* [Instructions for the task]: Print the data that follows exactly as it stands, from its first line through the line containing "to a logged", and stop there.

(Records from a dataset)
-- Opening Marker --
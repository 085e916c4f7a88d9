//! User-action handlers: fetch, translate, sentiment, download.
//!
//! Each handler receives the caller's [`Session`] explicitly and performs at
//! most one external round trip per article. Failures degrade to a logged
//! warning plus an error value or `None`; nothing here panics or retries.

use anyhow::{Context, Result};
use std::sync::Arc;
use tracing::{error, info, warn};

use crate::languages::TargetLanguage;
use crate::llm::decoder::{LineProtocolDecoder, ResponseDecoder, TranslationResult};
use crate::llm::sentiment::{self, SentimentLabel};
use crate::llm::translator;
use crate::llm::LlmProvider;
use crate::news::{FetchError, NewsQuery, NewsSource};
use crate::pdf::{PdfArtifact, PdfExporter};
use crate::sessions::Session;

pub struct Digest {
    news: Box<dyn NewsSource>,
    llm: Arc<dyn LlmProvider>,
    decoder: Box<dyn ResponseDecoder>,
    exporter: PdfExporter,
}

impl Digest {
    pub fn new(news: Box<dyn NewsSource>, llm: Arc<dyn LlmProvider>, exporter: PdfExporter) -> Self {
        Self {
            news,
            llm,
            decoder: Box::new(LineProtocolDecoder),
            exporter,
        }
    }

    /// Swap the completion decoder (e.g. for a structured-output format).
    pub fn with_decoder(mut self, decoder: Box<dyn ResponseDecoder>) -> Self {
        self.decoder = decoder;
        self
    }

    /// Fetch articles for `query` into the session.
    ///
    /// Network and HTTP failures leave the session untouched. A response that
    /// cannot be decoded empties the article list so nothing downstream works
    /// on stale positions.
    pub async fn fetch(&self, session: &mut Session, query: &NewsQuery) -> Result<usize, FetchError> {
        info!(provider = self.news.name(), keyword = %query.keyword, "fetching news");
        match self.news.fetch(query).await {
            Ok(articles) => {
                let count = articles.len();
                session.replace_articles(articles);
                info!(session = %session.id, count, "articles stored in session");
                Ok(count)
            }
            Err(e @ FetchError::Decode(_)) => {
                error!(session = %session.id, error = %e, "news response could not be decoded; clearing articles");
                session.replace_articles(Vec::new());
                Err(e)
            }
            Err(e) => {
                warn!(session = %session.id, error = %e, "news fetch failed");
                Err(e)
            }
        }
    }

    /// Summarize and translate one article, caching the result in the session.
    pub async fn translate<'s>(
        &self,
        session: &'s mut Session,
        index: usize,
        language: TargetLanguage,
    ) -> Option<&'s TranslationResult> {
        let Some(article) = session.article(index) else {
            warn!(index, "translate requested for unknown article");
            return None;
        };

        let result =
            translator::summarize_and_translate(self.llm.as_ref(), self.decoder.as_ref(), article, language).await?;
        session.set_translation(index, result);
        session.get_translation(index)
    }

    /// Translate every article in order, one request at a time.
    /// Returns how many translations succeeded.
    pub async fn translate_all(&self, session: &mut Session, language: TargetLanguage) -> usize {
        let mut translated = 0;
        for index in 0..session.articles().len() {
            if self.translate(session, index, language).await.is_some() {
                translated += 1;
            }
        }
        info!(session = %session.id, translated, total = session.articles().len(), "bulk translation finished");
        translated
    }

    /// Sentiment of the original article; `Unknown` for a bad index.
    pub async fn sentiment(&self, session: &Session, index: usize) -> SentimentLabel {
        match session.article(index) {
            Some(article) => sentiment::classify(self.llm.as_ref(), &article.title, &article.body).await,
            None => SentimentLabel::Unknown,
        }
    }

    /// Build the PDF report for an already translated article.
    pub async fn download(
        &self,
        session: &Session,
        index: usize,
        language: TargetLanguage,
    ) -> Result<PdfArtifact> {
        let article = session
            .article(index)
            .with_context(|| format!("No article at position {}", index))?;
        let translation = session
            .get_translation(index)
            .with_context(|| format!("Article {} has not been translated yet", index))?;

        let label = self.sentiment(session, index).await;
        let artifact = self
            .exporter
            .artifact(article, translation, label, language)
            .with_context(|| format!("Failed to render PDF for article {}", index))?;
        info!(file = %artifact.file_name, bytes = artifact.bytes.len(), "PDF report ready");
        Ok(artifact)
    }
}
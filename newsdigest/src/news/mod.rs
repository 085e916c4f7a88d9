use serde::{Deserialize, Deserializer, Serialize};
use thiserror::Error;
use tracing::{debug, warn};

use crate::markdown;

pub mod event_registry;
pub mod headlines;

pub const DEFAULT_TITLE: &str = "No Title";
pub const DEFAULT_BODY: &str = "No Description";
pub const DEFAULT_URL: &str = "#";
pub const DEFAULT_SOURCE_LANGUAGE: &str = "eng";
pub const DEFAULT_TIMEOUT_SECS: u64 = 10;

/// A single news item, identified by its position in the fetched list
#[derive(Debug, Clone, PartialEq, Eq, Serialize, Deserialize)]
pub struct Article {
    pub title: String,
    pub body: String,
    pub url: String,
    pub language: String,
}

/// What the user asked for
#[derive(Debug, Clone)]
pub struct NewsQuery {
    pub keyword: String,
    pub days_back: u32,
    pub page_size: u32,
}

impl NewsQuery {
    pub fn new(keyword: impl Into<String>) -> Self {
        Self {
            keyword: keyword.into(),
            days_back: 7,
            page_size: 10,
        }
    }
}

#[derive(Debug, Error)]
pub enum FetchError {
    /// Timeout, DNS or connection failure
    #[error("network error: {0}")]
    Network(String),

    #[error("HTTP error {status}: {body}")]
    Http { status: u16, body: String },

    /// 2xx response whose payload does not have the expected shape
    #[error("could not decode news response: {0}")]
    Decode(String),
}

impl From<reqwest::Error> for FetchError {
    fn from(e: reqwest::Error) -> Self {
        if e.is_timeout() {
            FetchError::Network(format!("request timed out: {}", e))
        } else {
            FetchError::Network(e.to_string())
        }
    }
}

/// A news search API
#[async_trait::async_trait]
pub trait NewsSource: Send + Sync {
    /// Short provider name for logs
    fn name(&self) -> &'static str;

    async fn fetch(&self, query: &NewsQuery) -> Result<Vec<Article>, FetchError>;
}

/// One article record as it appears on the wire.
///
/// Every field is optional and non-string values are treated as absent, so a
/// record can only fail to decode when it is not a JSON object at all.
#[derive(Debug, Default, Deserialize)]
pub(crate) struct RawArticle {
    #[serde(default, deserialize_with = "lenient_string")]
    pub title: Option<String>,
    #[serde(default, deserialize_with = "lenient_string")]
    pub body: Option<String>,
    #[serde(default, deserialize_with = "lenient_string")]
    pub content: Option<String>,
    #[serde(default, deserialize_with = "lenient_string")]
    pub description: Option<String>,
    #[serde(default, deserialize_with = "lenient_string")]
    pub url: Option<String>,
    #[serde(default, deserialize_with = "lenient_string")]
    pub lang: Option<String>,
}

fn lenient_string<'de, D>(deserializer: D) -> Result<Option<String>, D::Error>
where
    D: Deserializer<'de>,
{
    let value = serde_json::Value::deserialize(deserializer)?;
    Ok(match value {
        serde_json::Value::String(s) => Some(s),
        _ => None,
    })
}

impl RawArticle {
    /// Decode a single record with explicit per-field defaults.
    pub(crate) fn decode(value: serde_json::Value) -> Result<Self, FetchError> {
        serde_json::from_value(value).map_err(|e| FetchError::Decode(e.to_string()))
    }

    /// Build an Article. `fallback_language` tags records from APIs that do
    /// not report a language per record.
    pub(crate) fn into_article(self, fallback_language: Option<&str>) -> Article {
        let body = self
            .body
            .or(self.content)
            .or(self.description)
            .unwrap_or_else(|| DEFAULT_BODY.to_string());
        Article {
            title: self.title.unwrap_or_else(|| DEFAULT_TITLE.to_string()),
            body,
            url: self.url.unwrap_or_else(|| DEFAULT_URL.to_string()),
            language: self
                .lang
                .or_else(|| fallback_language.map(str::to_string))
                .unwrap_or_default(),
        }
    }
}

/// Turn wire records into display-ready articles: decode each record, keep
/// only the expected source language, strip markdown from title and body.
pub(crate) fn normalize_records(
    records: Vec<serde_json::Value>,
    source_language: &str,
    fallback_language: Option<&str>,
) -> Vec<Article> {
    let total = records.len();
    let articles: Vec<Article> = records
        .into_iter()
        .enumerate()
        .filter_map(|(i, record)| match RawArticle::decode(record) {
            Ok(raw) => Some(raw.into_article(fallback_language)),
            Err(e) => {
                warn!(index = i, error = %e, "skipping malformed article record");
                None
            }
        })
        .filter(|a| a.language == source_language)
        .map(|a| Article {
            title: markdown::strip(&a.title),
            body: markdown::strip(&a.body),
            ..a
        })
        .collect();

    debug!(total, kept = articles.len(), source_language, "normalized article records");
    articles
}

/// Read the response, mapping status and body failures onto FetchError.
pub(crate) async fn read_success_body(response: reqwest::Response) -> Result<String, FetchError> {
    let status = response.status();
    if !status.is_success() {
        let body = response.text().await.unwrap_or_default();
        return Err(FetchError::Http {
            status: status.as_u16(),
            body,
        });
    }
    Ok(response.text().await?)
}
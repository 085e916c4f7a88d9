use reqwest::Client;
use serde::Deserialize;
use std::time::Duration;
use tracing::{info, warn};
use url::Url;

use super::{
    normalize_records, read_success_body, Article, FetchError, NewsQuery, NewsSource,
    DEFAULT_SOURCE_LANGUAGE, DEFAULT_TIMEOUT_SECS,
};

pub const DEFAULT_HEADLINES_URL: &str = "https://newsapi.org/v2/top-headlines";

/// Three-letter source tags and the two-letter codes the endpoint expects
const REQUEST_LANGUAGES: &[(&str, &str)] = &[
    ("ara", "ar"),
    ("deu", "de"),
    ("eng", "en"),
    ("spa", "es"),
    ("fra", "fr"),
    ("heb", "he"),
    ("ita", "it"),
    ("nld", "nl"),
    ("nor", "no"),
    ("por", "pt"),
    ("rus", "ru"),
    ("swe", "sv"),
    ("zho", "zh"),
];

/// Two-letter request code for a source language tag. Two-letter tags pass
/// through unchanged.
fn request_language(source_language: &str) -> Option<&str> {
    if source_language.len() == 2 {
        return Some(source_language);
    }
    REQUEST_LANGUAGES
        .iter()
        .find(|(tag, _)| *tag == source_language)
        .map(|(_, code)| *code)
}

/// Keyword search against a top-headlines endpoint (GET with query string).
///
/// The endpoint does not tag records with a language; the request asks for
/// results in the source language and every record is tagged with it.
pub struct HeadlinesClient {
    base_url: String,
    api_key: String,
    source_language: String,
    client: Client,
}

#[derive(Debug, Deserialize)]
struct HeadlinesEnvelope {
    #[serde(default)]
    status: Option<String>,
    #[serde(default, rename = "totalResults")]
    total_results: Option<u64>,
    articles: Vec<serde_json::Value>,
}

impl HeadlinesClient {
    pub fn new(base_url: impl Into<String>, api_key: impl Into<String>) -> Result<Self, FetchError> {
        Self::with_timeout(base_url, api_key, DEFAULT_TIMEOUT_SECS)
    }

    pub fn with_timeout(
        base_url: impl Into<String>,
        api_key: impl Into<String>,
        timeout_secs: u64,
    ) -> Result<Self, FetchError> {
        let client = Client::builder()
            .timeout(Duration::from_secs(timeout_secs))
            .user_agent("NewsDigest/0.1.0")
            .build()?;
        Ok(Self {
            base_url: base_url.into(),
            api_key: api_key.into(),
            source_language: DEFAULT_SOURCE_LANGUAGE.to_string(),
            client,
        })
    }

    pub fn with_source_language(mut self, language: impl Into<String>) -> Self {
        self.source_language = language.into();
        self
    }

    fn request_url(&self, query: &NewsQuery) -> Result<Url, FetchError> {
        let page_size = query.page_size.to_string();
        let mut params = vec![
            ("q", query.keyword.as_str()),
            ("pageSize", page_size.as_str()),
        ];
        match request_language(&self.source_language) {
            Some(code) => params.push(("language", code)),
            None => warn!(
                source_language = %self.source_language,
                "no request code for source language; searching all languages"
            ),
        }
        params.push(("apiKey", self.api_key.as_str()));

        Url::parse_with_params(&self.base_url, &params)
            .map_err(|e| FetchError::Network(format!("invalid headlines URL {}: {}", self.base_url, e)))
    }
}

#[async_trait::async_trait]
impl NewsSource for HeadlinesClient {
    fn name(&self) -> &'static str {
        "headlines"
    }

    async fn fetch(&self, query: &NewsQuery) -> Result<Vec<Article>, FetchError> {
        let url = self.request_url(query)?;
        let response = self.client.get(url).send().await?;
        let text = read_success_body(response).await?;

        let envelope: HeadlinesEnvelope =
            serde_json::from_str(&text).map_err(|e| FetchError::Decode(e.to_string()))?;
        info!(
            keyword = %query.keyword,
            status = envelope.status.as_deref().unwrap_or("unknown"),
            total = envelope.total_results.unwrap_or(0),
            received = envelope.articles.len(),
            "headlines fetched"
        );

        Ok(normalize_records(
            envelope.articles,
            &self.source_language,
            Some(&self.source_language),
        ))
    }
}
use mockito::Matcher;
use newsdigest::controller::Digest;
use newsdigest::languages::TargetLanguage;
use newsdigest::llm::decoder::TranslationResult;
use newsdigest::llm::remote::RemoteLlmProvider;
use newsdigest::llm::sentiment::SentimentLabel;
use newsdigest::news::headlines::HeadlinesClient;
use newsdigest::news::{Article, FetchError, NewsQuery};
use newsdigest::pdf::{FontTable, PdfExporter};
use newsdigest::sessions::Session;
use std::sync::Arc;

const HEADLINES: &str = r#"{
    "status": "ok",
    "totalResults": 2,
    "articles": [
        { "title": "Rates held", "content": "The bank kept rates unchanged.", "url": "https://news.example/rates" },
        { "title": "Storm warning", "content": "Heavy rain expected.", "url": "https://news.example/storm" }
    ]
}"#;

const TRANSLATION: &str = "Summary in Indonesian:\n- Suku bunga tetap\n- Inflasi stabil\nTranslated Title: Suku bunga ditahan\nTranslated Content: Bank menahan suku bunga.";

fn completion(content: &str) -> String {
    serde_json::json!({
        "model": "gpt-4",
        "choices": [{ "message": { "role": "assistant", "content": content } }]
    })
    .to_string()
}

fn digest(news_url: String, llm_url: String) -> Digest {
    let news = HeadlinesClient::new(news_url, "news-key").unwrap();
    let llm = RemoteLlmProvider::new(llm_url, "llm-key", "gpt-4");
    let fonts_dir = std::env::temp_dir().join("newsdigest-no-fonts");
    Digest::new(Box::new(news), Arc::new(llm), PdfExporter::new(FontTable::new(fonts_dir)))
}

fn seeded_session() -> Session {
    let mut session = Session::new();
    session.replace_articles(vec![Article {
        title: "Old".to_string(),
        body: "Old body".to_string(),
        url: "#".to_string(),
        language: "eng".to_string(),
    }]);
    session.set_translation(0, TranslationResult::default());
    session
}

#[tokio::test]
async fn fetch_translate_classify_download() {
    let mut news = mockito::Server::new_async().await;
    let mut llm = mockito::Server::new_async().await;

    let _news_mock = news
        .mock("GET", "/")
        .match_query(Matcher::Any)
        .with_status(200)
        .with_body(HEADLINES)
        .create_async()
        .await;

    let translate_mock = llm
        .mock("POST", "/")
        .match_body(Matcher::Regex("Summarize the following news article".to_string()))
        .with_status(200)
        .with_body(completion(TRANSLATION))
        .create_async()
        .await;

    let _sentiment_mock = llm
        .mock("POST", "/")
        .match_body(Matcher::Regex("Classify the sentiment".to_string()))
        .with_status(200)
        .with_body(completion("Neutral"))
        .create_async()
        .await;

    let digest = digest(news.url(), llm.url());
    let mut session = Session::new();

    let count = digest
        .fetch(&mut session, &NewsQuery::new("rates"))
        .await
        .expect("fetch");
    assert_eq!(count, 2);
    assert_eq!(session.articles()[1].title, "Storm warning");

    let result = digest
        .translate(&mut session, 0, TargetLanguage::Indonesian)
        .await
        .expect("translation")
        .clone();
    assert_eq!(result.summary_bullets, vec!["Suku bunga tetap", "Inflasi stabil"]);
    assert_eq!(result.translated_title, "Suku bunga ditahan");
    assert_eq!(session.get_translation(0), Some(&result));
    assert!(session.get_translation(1).is_none());

    assert_eq!(digest.sentiment(&session, 0).await, SentimentLabel::Neutral);

    let artifact = digest
        .download(&session, 0, TargetLanguage::Indonesian)
        .await
        .expect("pdf");
    assert_eq!(artifact.file_name, "Rates_held.pdf");
    assert_eq!(artifact.mime_type, "application/pdf");
    assert!(artifact.bytes.starts_with(b"%PDF"));

    translate_mock.assert_async().await;
}

#[tokio::test]
async fn translate_all_and_refetch_clears_cache() {
    let mut news = mockito::Server::new_async().await;
    let mut llm = mockito::Server::new_async().await;

    let _news_mock = news
        .mock("GET", "/")
        .match_query(Matcher::Any)
        .with_status(200)
        .with_body(HEADLINES)
        .expect(2)
        .create_async()
        .await;

    let translate_mock = llm
        .mock("POST", "/")
        .with_status(200)
        .with_body(completion(TRANSLATION))
        .expect(2)
        .create_async()
        .await;

    let digest = digest(news.url(), llm.url());
    let mut session = Session::new();
    digest.fetch(&mut session, &NewsQuery::new("rates")).await.unwrap();

    let translated = digest.translate_all(&mut session, TargetLanguage::Indonesian).await;
    assert_eq!(translated, 2);
    assert_eq!(session.translation_count(), 2);
    translate_mock.assert_async().await;

    digest.fetch(&mut session, &NewsQuery::new("rates")).await.unwrap();
    assert_eq!(session.articles().len(), 2);
    assert_eq!(session.translation_count(), 0);
}

#[tokio::test]
async fn decode_failure_empties_session() {
    let mut news = mockito::Server::new_async().await;
    let llm = mockito::Server::new_async().await;

    let _news_mock = news
        .mock("GET", "/")
        .match_query(Matcher::Any)
        .with_status(200)
        .with_body(r#"{"status": "ok"}"#)
        .create_async()
        .await;

    let digest = digest(news.url(), llm.url());
    let mut session = seeded_session();

    let result = digest.fetch(&mut session, &NewsQuery::new("rates")).await;

    assert!(matches!(result, Err(FetchError::Decode(_))));
    assert!(session.articles().is_empty());
    assert!(session.get_translation(0).is_none());
}

#[tokio::test]
async fn http_failure_leaves_session_unchanged() {
    let mut news = mockito::Server::new_async().await;
    let llm = mockito::Server::new_async().await;

    let _news_mock = news
        .mock("GET", "/")
        .match_query(Matcher::Any)
        .with_status(500)
        .with_body("upstream down")
        .create_async()
        .await;

    let digest = digest(news.url(), llm.url());
    let mut session = seeded_session();

    let result = digest.fetch(&mut session, &NewsQuery::new("rates")).await;

    assert!(matches!(result, Err(FetchError::Http { status: 500, .. })));
    assert_eq!(session.articles().len(), 1);
    assert!(session.get_translation(0).is_some());
}

#[tokio::test]
async fn llm_failure_yields_no_translation_and_unknown_sentiment() {
    let news = mockito::Server::new_async().await;
    let mut llm = mockito::Server::new_async().await;

    let _llm_mock = llm
        .mock("POST", "/")
        .with_status(503)
        .with_body("overloaded")
        .create_async()
        .await;

    let digest = digest(news.url(), llm.url());
    let mut session = Session::new();
    session.replace_articles(vec![Article {
        title: "Quiet day".to_string(),
        body: "Nothing happened.".to_string(),
        url: "#".to_string(),
        language: "eng".to_string(),
    }]);

    assert!(digest.translate(&mut session, 0, TargetLanguage::Thai).await.is_none());
    assert!(session.get_translation(0).is_none());
    assert_eq!(digest.sentiment(&session, 0).await, SentimentLabel::Unknown);
    assert!(digest.download(&session, 0, TargetLanguage::Thai).await.is_err());
}

#[tokio::test]
async fn out_of_range_index_is_handled() {
    let news = mockito::Server::new_async().await;
    let llm = mockito::Server::new_async().await;
    let digest = digest(news.url(), llm.url());
    let mut session = Session::new();

    assert!(digest.translate(&mut session, 3, TargetLanguage::Hindi).await.is_none());
    assert_eq!(digest.sentiment(&session, 3).await, SentimentLabel::Unknown);
    assert!(digest.download(&session, 3, TargetLanguage::Hindi).await.is_err());
}
use serde::{Deserialize, Serialize};
use std::fmt;
use tracing::{debug, warn};

use super::{LlmProvider, LlmRequest};

/// Three-way sentiment of an article, plus `Unknown` for anything unusable
#[derive(Debug, Clone, Copy, PartialEq, Eq, Serialize, Deserialize)]
pub enum SentimentLabel {
    Positive,
    Negative,
    Neutral,
    Unknown,
}

impl SentimentLabel {
    /// Exact match on the trimmed completion; anything else is `Unknown`.
    pub fn from_completion(text: &str) -> Self {
        match text.trim() {
            "Positive" => SentimentLabel::Positive,
            "Negative" => SentimentLabel::Negative,
            "Neutral" => SentimentLabel::Neutral,
            _ => SentimentLabel::Unknown,
        }
    }

    pub fn as_str(self) -> &'static str {
        match self {
            SentimentLabel::Positive => "Positive",
            SentimentLabel::Negative => "Negative",
            SentimentLabel::Neutral => "Neutral",
            SentimentLabel::Unknown => "Unknown",
        }
    }
}

impl fmt::Display for SentimentLabel {
    fn fmt(&self, f: &mut fmt::Formatter<'_>) -> fmt::Result {
        f.write_str(self.as_str())
    }
}

pub fn build_prompt(title: &str, body: &str) -> String {
    format!(
        "Classify the sentiment of the following news article. \
         Respond with exactly one word: Positive, Negative, or Neutral.\n\n\
         Title: {}\n\
         Content: {}",
        title, body
    )
}

/// Classify the original (untranslated) article. Never fails: provider
/// errors are logged and reported as `Unknown`.
pub async fn classify<P: LlmProvider + ?Sized>(provider: &P, title: &str, body: &str) -> SentimentLabel {
    let request = LlmRequest {
        prompt: build_prompt(title, body),
        max_tokens: Some(5),
        temperature: Some(0.0),
        timeout_seconds: None,
    };

    match provider.generate(request).await {
        Ok(response) => {
            let label = SentimentLabel::from_completion(&response.content);
            if label == SentimentLabel::Unknown {
                debug!(completion = %response.content, "sentiment completion did not match a label");
            }
            label
        }
        Err(e) => {
            warn!(error = %e, "sentiment request failed");
            SentimentLabel::Unknown
        }
    }
}
use anyhow::Result;

/// Core trait for LLM providers
#[async_trait::async_trait]
pub trait LlmProvider: Send + Sync {
    /// Generate completion for a given prompt
    async fn generate(&self, request: LlmRequest) -> Result<LlmResponse>;
}

/// Request structure for LLM generation
#[derive(Debug, Clone)]
pub struct LlmRequest {
    pub prompt: String,
    pub max_tokens: Option<usize>,
    pub temperature: Option<f32>,
    pub timeout_seconds: Option<u64>,
}

impl LlmRequest {
    /// A request using the provider defaults for everything but the prompt.
    pub fn prompt(prompt: impl Into<String>) -> Self {
        Self {
            prompt: prompt.into(),
            max_tokens: None,
            temperature: None,
            timeout_seconds: None,
        }
    }
}

/// Response from LLM generation
#[derive(Debug, Clone)]
pub struct LlmResponse {
    pub content: String,
    pub usage: UsageMetadata,
    pub model: String,
}

/// Token usage metadata
#[derive(Debug, Clone, Default)]
pub struct UsageMetadata {
    pub prompt_tokens: usize,
    pub completion_tokens: usize,
    pub total_tokens: usize,
}

pub mod decoder;
pub mod remote;
pub mod sentiment;
pub mod translator;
-- Closing Marker --
* [Solution for this exercise]:
repository 085e916c4f7a88d9
//! User-action handlers: fetch, translate, sentiment, download.
//!
//! Each handler receives the caller's [`Session`] explicitly and performs at
//! most one external round trip per article. Failures degrade to a logged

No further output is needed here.